2008/07/16
No. 140
これは何のミュージアムだろう?と中をのぞきこんでいたら、手招きされた。学生時代に学んだあやしいイタリア語がうまくかみあってしまい、結局、その歴史的建築の地下階にある小さな展示スペースを見ることになった。これは「レジスタンス・追放・戦争・人権・自由の博物館」というもので、ひとびとの自由が奪われた1938-1948年のトリノを記録する場所である。重要なテーマだが、案内スタッフがずっと付き添っていたために、この重い展示の隅から隅まで、じっくりとつきあうことになってしまった。

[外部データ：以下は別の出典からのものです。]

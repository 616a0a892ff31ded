//! Create reports table.

use sea_orm_migration::prelude::*;

#[derive(DeriveMigrationName)]
pub struct Migration;

#[async_trait::async_trait]
impl MigrationTrait for Migration {
    async fn up(&self, manager: &SchemaManager) -> Result<(), DbErr> {
        manager
            .create_table(
                Table::create()
                    .table(Report::Table)
                    .if_not_exists()
                    .col(
                        ColumnDef::new(Report::Id)
                            .integer()
                            .not_null()
                            .auto_increment()
                            .primary_key(),
                    )
                    .col(ColumnDef::new(Report::JobId).string_len(36).not_null())
                    .col(ColumnDef::new(Report::Status).string().not_null())
                    .col(
                        ColumnDef::new(Report::Attempts)
                            .integer()
                            .not_null()
                            .default(0),
                    )
                    .col(ColumnDef::new(Report::LastError).text())
                    .col(
                        ColumnDef::new(Report::CreatedAt)
                            .timestamp_with_time_zone()
                            .not_null(),
                    )
                    .col(
                        ColumnDef::new(Report::UpdatedAt)
                            .timestamp_with_time_zone()
                            .not_null(),
                    )
                    .foreign_key(
                        ForeignKey::create()
                            .name("fk_reports_job_id")
                            .from(Report::Table, Report::JobId)
                            .to(Job::Table, Job::Id)
                            .on_delete(ForeignKeyAction::Cascade),
                    )
                    .to_owned(),
            )
            .await?;

        manager
            .create_index(
                Index::create()
                    .name("idx_reports_job_id")
                    .table(Report::Table)
                    .col(Report::JobId)
                    .to_owned(),
            )
            .await?;

        Ok(())
    }

    async fn down(&self, manager: &SchemaManager) -> Result<(), DbErr> {
        manager
            .drop_table(Table::drop().table(Report::Table).to_owned())
            .await
    }
}

#[derive(DeriveIden)]
enum Report {
    #[sea_orm(iden = "reports")]
    Table,
    Id,
    JobId,
    Status,
    Attempts,
    LastError,
    CreatedAt,
    UpdatedAt,
}

#[derive(DeriveIden)]
enum Job {
    #[sea_orm(iden = "jobs")]
    Table,
    Id,
}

歴史的にも、トリノはいろいろな支配者が入れ替わってきた場所であり、それぞれの時代の記録が重なりあっているのがよく観察できる。中世の城塞が残り、サヴォイア家のもたらしたバロックはこのまちの個性的な面差しを形成している。その地下が、ある時代の隠れ家として使われた。重苦しくも未来を渇望した10年の証言が、その現場において語られる。訪問者は、20世紀ヨーロッパが経験した2度の大戦が、どれほど精神的にも深刻な危機をもたらしたかを知ることができる。そして、危機とはどう乗り越えるのか、乗り越えられるべきなのかということを学ぶのだ。
トリノで見た、UIA大会に関連する展覧会のなかでは、「オスカー・ニーマイヤーの100年展」が興味深かった。100歳に到達したその人生は、20世紀をほぼカヴァーしてきた。そして、作品に宿る強靭で明瞭なモダニズムにはいまだ衰えがない。驚異と言うべきだろう。一方で、やや失礼な表現を使うなら、屈託がないままここまで進んできたようにも見える。そう感じるのはトリノが有する複雑な手触りにひきずられすぎたせいかもしれない。それにしても、20世紀はいろいろな成果を生んできたものだ。この重い世紀は、建築も音楽も美術も文学も、「個」の覚悟がなければ新たな価値が生まれなかった。それぞれの成果がそう叫んでいるかのようである。